Radiation proctitis is a painful and persistent cause of LGIB in patients undergoing radiation therapy. It is characterized by permanently altered mucosal integrity and friable neovascularization which can bleed with minimal trauma. It presents 9-14 months after radiation therapy and cause hematochezia requiring pain management and endoscopic treatment.1,18

Jejuno-Ileal Trauma

Jejuno-ileal diverticula are uncommon and cause only 1.1-2.3% of LGIB.23 They commonly occur at the mesenteric border of jejunum in manifold. Though mostly asymptomatic, massive and recurrent GI bleeding is seen in about 3.4-8.1% of patients.24

Meckel's Diverticulum

Meckel's Diverticulum is a rare cause of LGIB affecting only 2-3% of the population. This is a common congenital abnormality of small bowel caused bypartial closure of the vitelline duct.23 Gastric mucosa present in diverticulum causes an ulcer in adjacent ileum, leading to painless rectal bleeding.

Aorto-Enteric Fistula

Aorto-enteric fistula is rare and can cause fatal hematochezia. They occur when compromised areas of bowel erode into the aortic wall. They can present up to after 14 years of surgery and are mostly seen in vascular surgery/trauma patients. Typically, patients present with self-limiting 'herald' bleed leading to massive hemorrhage and eventually death despite emergent surgery.5‚17

Dieulafoy's Lesion

Dieulafoy's lesion is a rare source of acute colonic bleeding and is not detected unless there is a visible bleed.26 It is caused by an exposed artery that arises due to a minute mucosal defect.

Management of LGIB


Anorectal pathology is excluded by careful rectal examination of LGIB patients. Physical examination of patients is conducted to differentiate them based on severity of bleeding. There is no change in vital parameters of patient if blood loss is less than 200ml, but hemodynamic changes can be seen when blood loss is more than 800ml; shock if the blood loss is more than 1200-1500ml. Fatigue, dysponea, pallor can also be seen. In LGIB patients, basic investigations like blood group,heamoglobin, prothombin time, liver and kidney function test should be done.

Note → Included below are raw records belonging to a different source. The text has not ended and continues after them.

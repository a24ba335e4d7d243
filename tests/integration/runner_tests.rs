use super::*;
use restock_watcher::{MissingElementPolicy, NotificationOutcome, RunSummary, StockState};

#[tokio::test]
async fn test_batch_isolation_when_one_fetch_fails() -> anyhow::Result<()> {
    let server = MockServer::start().await;
    mount_page(&server, "/first", product_page("Add to Bag")).await;
    mount_status(&server, "/second", 500).await;
    mount_page(&server, "/third", product_page("Add to Bag")).await;

    let transport = Arc::new(RecordingTransport::default());
    let runner = create_runner(transport.clone(), complete_credentials());

    let products = vec![
        product_at(&server, "First", "/first"),
        product_at(&server, "Second", "/second"),
        product_at(&server, "Third", "/third"),
    ];
    let records = runner.run(&products).await;

    assert_eq!(records.len(), 3);
    assert_eq!(records[0].product_name, "First");
    assert_eq!(records[0].status.state, StockState::InStock);
    assert!(records[0].sent);

    assert_eq!(records[1].product_name, "Second");
    assert_eq!(records[1].status.state, StockState::FetchError);
    assert!(!records[1].sent);
    assert!(records[1].status.diagnostic.as_ref().unwrap().contains("500"));

    assert_eq!(records[2].product_name, "Third");
    assert_eq!(records[2].status.state, StockState::InStock);
    assert!(records[2].sent);

    assert_eq!(transport.sent_count(), 2);
    Ok(())
}

#[tokio::test]
async fn test_unreachable_host_is_fetch_error() -> anyhow::Result<()> {
    let transport = Arc::new(RecordingTransport::default());
    let runner = create_runner(transport, complete_credentials());

    let mut product = ProductSpec::new(
        "Offline",
        "http://127.0.0.1:1/products/offline",
        restock_watcher::models::Locator::new("span", "product-stock-status"),
        vec!["Sold Out".to_string()],
    );
    product.in_stock_markers = Some(vec!["Add to bag".to_string()]);

    let records = runner.run(&[product]).await;
    assert_eq!(records[0].status.state, StockState::FetchError);
    assert_eq!(records[0].outcome, None);
    Ok(())
}

#[tokio::test]
async fn test_empty_page_is_parse_error() -> anyhow::Result<()> {
    let server = MockServer::start().await;
    mount_page(&server, "/blank", String::new()).await;

    let transport = Arc::new(RecordingTransport::default());
    let runner = create_runner(transport.clone(), complete_credentials());

    let records = runner.run(&[product_at(&server, "Blank", "/blank")]).await;
    assert_eq!(records[0].status.state, StockState::ParseError);
    assert_eq!(transport.sent_count(), 0);
    Ok(())
}

#[tokio::test]
async fn test_missing_element_uses_product_policy() -> anyhow::Result<()> {
    let server = MockServer::start().await;
    let redesigned = "<html><body><button class=\"buy\">Buy now</button></body></html>".to_string();
    mount_page(&server, "/redesigned", redesigned).await;

    let transport = Arc::new(RecordingTransport::default());
    let runner = create_runner(transport.clone(), complete_credentials());

    let products = vec![
        product_at(&server, "Assume in", "/redesigned")
            .with_missing_element_policy(MissingElementPolicy::AssumeInStock),
        product_at(&server, "Assume out", "/redesigned")
            .with_missing_element_policy(MissingElementPolicy::AssumeOutOfStock),
        product_at(&server, "Strict", "/redesigned")
            .with_missing_element_policy(MissingElementPolicy::Error),
    ];
    let records = runner.run(&products).await;

    assert_eq!(records[0].status.state, StockState::InStock);
    assert_eq!(records[1].status.state, StockState::OutOfStock);
    assert_eq!(records[2].status.state, StockState::Indeterminate);
    assert!(records.iter().all(|r| r.status.fallback));
    assert_eq!(transport.sent_count(), 1);
    Ok(())
}

#[tokio::test]
async fn test_transport_failure_does_not_stop_batch() -> anyhow::Result<()> {
    let server = MockServer::start().await;
    mount_page(&server, "/a", product_page("Add to Bag")).await;
    mount_page(&server, "/b", product_page("Add to Bag")).await;

    let transport = Arc::new(RecordingTransport::failing("connection refused"));
    let runner = create_runner(transport.clone(), complete_credentials());

    let records = runner
        .run(&[product_at(&server, "A", "/a"), product_at(&server, "B", "/b")])
        .await;

    assert_eq!(records.len(), 2);
    for record in &records {
        assert_eq!(record.status.state, StockState::InStock);
        assert!(!record.sent);
        assert_eq!(
            record.outcome,
            Some(NotificationOutcome::Failed("Mail error: connection refused".to_string()))
        );
    }
    assert_eq!(transport.sent_count(), 2);
    Ok(())
}

#[tokio::test]
async fn test_all_failed_summary() -> anyhow::Result<()> {
    let server = MockServer::start().await;
    mount_status(&server, "/a", 404).await;
    mount_status(&server, "/b", 503).await;

    let transport = Arc::new(RecordingTransport::default());
    let runner = create_runner(transport, complete_credentials());

    let records = runner
        .run(&[product_at(&server, "A", "/a"), product_at(&server, "B", "/b")])
        .await;

    let summary = RunSummary::from_records(&records);
    assert!(summary.all_failed());
    assert_eq!(summary.failed, 2);
    Ok(())
}

#[tokio::test]
async fn test_concurrent_batch_keeps_order() -> anyhow::Result<()> {
    let server = MockServer::start().await;
    let names = ["p0", "p1", "p2", "p3", "p4", "p5"];
    for (i, name) in names.iter().enumerate() {
        let text = if i % 2 == 0 { "Sold Out" } else { "Add to Bag" };
        mount_page(&server, &format!("/{}", name), product_page(text)).await;
    }

    let transport = Arc::new(RecordingTransport::default());
    let runner = create_runner(transport.clone(), complete_credentials()).with_concurrency(4);

    let products: Vec<ProductSpec> = names
        .iter()
        .map(|name| product_at(&server, name, &format!("/{}", name)))
        .collect();
    let records = runner.run(&products).await;

    let got: Vec<&str> = records.iter().map(|r| r.product_name.as_str()).collect();
    assert_eq!(got, names.to_vec());
    assert_eq!(transport.sent_count(), 3);
    Ok(())
}
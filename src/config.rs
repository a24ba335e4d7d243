use config::{Config, ConfigError, Environment, File};
use serde::{Deserialize, Serialize};
use std::env;
use std::path::Path;

use crate::models::{AlertMode, Locator, MissingElementPolicy, ProductSpec};
use crate::notifier::MailCredentials;

#[derive(Debug, Clone, Serialize, Deserialize)]
#[serde(default)]
pub struct AppConfig {
    pub scraper: ScraperConfig,
    pub notifications: NotificationsConfig,
    pub scheduler: SchedulerConfig,
    pub logging: LoggingConfig,
    pub products: Vec<ProductSpec>,
}

impl Default for AppConfig {
    fn default() -> Self {
        Self {
            scraper: ScraperConfig::default(),
            notifications: NotificationsConfig::default(),
            scheduler: SchedulerConfig::default(),
            logging: LoggingConfig::default(),
            products: default_products(),
        }
    }
}

#[derive(Debug, Clone, Serialize, Deserialize)]
#[serde(default)]
pub struct ScraperConfig {
    pub user_agent: String,
    /// Per-request timeout in seconds.
    pub request_timeout: u64,
    pub retry_attempts: u32,
    pub retry_delay_ms: u64,
    pub max_concurrent_checks: usize,
}

impl Default for ScraperConfig {
    fn default() -> Self {
        Self {
            user_agent: "Mozilla/5.0 (Windows NT 10.0; Win64; x64) AppleWebKit/537.36 (KHTML, like Gecko) Chrome/124.0.0.0 Safari/537.36".to_string(),
            request_timeout: 20,
            retry_attempts: 2,
            retry_delay_ms: 1000,
            max_concurrent_checks: 1,
        }
    }
}

#[derive(Debug, Clone, Serialize, Deserialize, Default)]
#[serde(default)]
pub struct NotificationsConfig {
    pub smtp: SmtpConfig,
}

#[derive(Debug, Clone, Serialize, Deserialize)]
#[serde(default)]
pub struct SmtpConfig {
    pub host: String,
    pub port: u16,
    pub sender_address: Option<String>,
    pub sender_secret: Option<String>,
    pub recipient_address: Option<String>,
    pub from_name: Option<String>,
    /// Connection timeout in seconds.
    pub timeout: u64,
}

impl Default for SmtpConfig {
    fn default() -> Self {
        Self {
            host: "smtp.gmail.com".to_string(),
            port: 587,
            sender_address: None,
            sender_secret: None,
            recipient_address: None,
            from_name: None,
            timeout: 30,
        }
    }
}

impl SmtpConfig {
    pub fn credentials(&self) -> MailCredentials {
        MailCredentials {
            sender_address: self.sender_address.clone().unwrap_or_default(),
            sender_secret: self.sender_secret.clone().unwrap_or_default(),
            recipient_address: self.recipient_address.clone().unwrap_or_default(),
        }
    }
}

#[derive(Debug, Clone, Serialize, Deserialize)]
#[serde(default)]
pub struct SchedulerConfig {
    /// Six-field cron expression (seconds first).
    pub cron: String,
    pub alert_mode: AlertMode,
    pub run_on_start: bool,
    pub stop_when_all_sent: bool,
}

impl Default for SchedulerConfig {
    fn default() -> Self {
        Self {
            cron: "0 0 * * * *".to_string(),
            alert_mode: AlertMode::EveryCheck,
            run_on_start: true,
            stop_when_all_sent: false,
        }
    }
}

#[derive(Debug, Clone, Serialize, Deserialize)]
#[serde(default)]
pub struct LoggingConfig {
    /// Directory for the rolling log file; `None` disables file logging.
    pub directory: Option<String>,
    pub file_prefix: String,
}

impl Default for LoggingConfig {
    fn default() -> Self {
        Self {
            directory: Some("logs".to_string()),
            file_prefix: "restock_watcher.log".to_string(),
        }
    }
}

/// Built-in product table used when no `products` are configured.
pub fn default_products() -> Vec<ProductSpec> {
    let ippodo = |name: &str, url: &str| {
        ProductSpec::new(
            name,
            url,
            Locator::new("span", "product-stock-status"),
            vec!["Sold Out".to_string()],
        )
        .with_in_stock_markers(vec!["Add to bag".to_string()])
        .with_missing_element_policy(MissingElementPolicy::AssumeOutOfStock)
        .with_vendor("ippodo")
    };

    vec![
        ippodo(
            "Ummon (40g Can)",
            "https://ippodotea.com/collections/matcha/products/ummon-no-mukashi-40g",
        ),
        ippodo(
            "Ummon (40g Bag)",
            "https://ippodotea.com/collections/matcha/products/ummon-40g-bag",
        ),
    ]
}

impl AppConfig {
    /// Load `.env`, optional config files, and `RESTOCK__*` variables.
    pub fn from_env() -> Result<Self, ConfigError> {
        Self::load(None)
    }

    pub fn load(path: Option<&Path>) -> Result<Self, ConfigError> {
        // A missing .env file is normal in production.
        let _ = dotenvy::dotenv();

        let mut builder = Config::builder()
            .add_source(File::with_name("config/default").required(false))
            .add_source(File::with_name("config/local").required(false));

        if let Some(path) = path {
            builder = builder.add_source(File::from(path).required(true));
        }

        let s = builder
            // Add environment variables with prefix "RESTOCK"
            .add_source(Environment::with_prefix("RESTOCK").separator("__").try_parsing(true))
            .build()?;

        let mut config: AppConfig = s.try_deserialize()?;
        config.apply_env_overrides(|key| env::var(key).ok().filter(|v| !v.is_empty()));
        config.validate()?;
        Ok(config)
    }

    /// Fill credentials from `SENDER_EMAIL`/`SENDER_PASSWORD`/`RECIPIENT_EMAIL`
    /// and apply `{VENDOR}_*` marker overrides.
    pub fn apply_env_overrides<F>(&mut self, lookup: F)
    where
        F: Fn(&str) -> Option<String>,
    {
        let smtp = &mut self.notifications.smtp;
        if smtp.sender_address.is_none() {
            smtp.sender_address = lookup("SENDER_EMAIL");
        }
        if smtp.sender_secret.is_none() {
            smtp.sender_secret = lookup("SENDER_PASSWORD");
        }
        if smtp.recipient_address.is_none() {
            smtp.recipient_address = lookup("RECIPIENT_EMAIL");
        }

        for product in &mut self.products {
            let Some(vendor) = product.vendor.as_deref() else {
                continue;
            };
            let prefix = env_prefix(vendor);

            if let Some(text) = lookup(&format!("{}_IN_STOCK_TEXT", prefix)) {
                product.in_stock_markers = Some(vec![text]);
            }
            if let Some(text) = lookup(&format!("{}_SOLD_OUT_TEXT", prefix)) {
                product.sold_out_markers = vec![text];
            }
            if let Some(tag) = lookup(&format!("{}_ELEMENT_TO_FIND", prefix)) {
                product.locator.tag = tag;
            }
            if let Some(class) = lookup(&format!("{}_CLASS_TO_FIND", prefix)) {
                product.locator.class = class;
            }
        }
    }

    pub fn validate(&self) -> Result<(), ConfigError> {
        if self.products.is_empty() {
            return Err(ConfigError::Message("At least one product must be configured".into()));
        }

        for product in &self.products {
            product
                .validate()
                .map_err(|e| ConfigError::Message(e.to_string()))?;
        }

        if self.scraper.request_timeout == 0 {
            return Err(ConfigError::Message("Scraper request_timeout must be greater than 0".into()));
        }

        if self.scraper.max_concurrent_checks == 0 {
            return Err(ConfigError::Message("Scraper max_concurrent_checks must be greater than 0".into()));
        }

        if self.notifications.smtp.port == 0 {
            return Err(ConfigError::Message("SMTP port must be greater than 0".into()));
        }

        if !is_valid_cron(&self.scheduler.cron) {
            return Err(ConfigError::Message("Invalid cron expression in scheduler.cron".into()));
        }

        Ok(())
    }
}

fn env_prefix(vendor: &str) -> String {
    vendor
        .chars()
        .map(|c| if c.is_ascii_alphanumeric() { c.to_ascii_uppercase() } else { '_' })
        .collect()
}

/// Basic shape check for six-field cron expressions.
pub fn is_valid_cron(cron_expr: &str) -> bool {
    let parts: Vec<&str> = cron_expr.split_whitespace().collect();
    if parts.len() != 6 {
        return false;
    }

    parts.iter().all(|part| {
        !part.is_empty()
            && part
                .chars()
                .all(|c| c.is_ascii_alphanumeric() || matches!(c, '*' | '-' | ',' | '/' | '?'))
    })
}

Fresh frozen plasma and platelets play predominant role in treating patients with unbalanced coagulative profile and thrombocytopenia respectively. Vitamin k helps in reversing anti-coagulation though onset of action is delayed. Packed red cell are used in case of active bleeding. Age of patient and amount of bleeding decides the ideal hemoglobin concentration required. Healthy adult can be stable at hemoglobin concentration less than 7-8 g/dl (hematocrit < 20-25%), but this level increases risk in older patients.

Patients with stable vitals and no co-morbidity can be managed in wards.ICU management is required only in patients with active bleeding/unstable hemodynamics. Hemodynamics is crucialin determining patient prognosis; change in postural blood pressure even in absence of clinical feature suggests significant compromise. Detail abdominal examination should be done followed by cardiac and pulmonary exam.

Clinical Evaluation

Detailed patient history is taken about complaints of bleeding in past, radiation, polypectomy if any, coagulopathy, intake of aspirin/NSAIDS etc. History about amount, colour and duration of bleeding is also important. UGIB is considered if there is history of melena/blood in nasogastric tube aspirates and can be associated with shock/hypotension.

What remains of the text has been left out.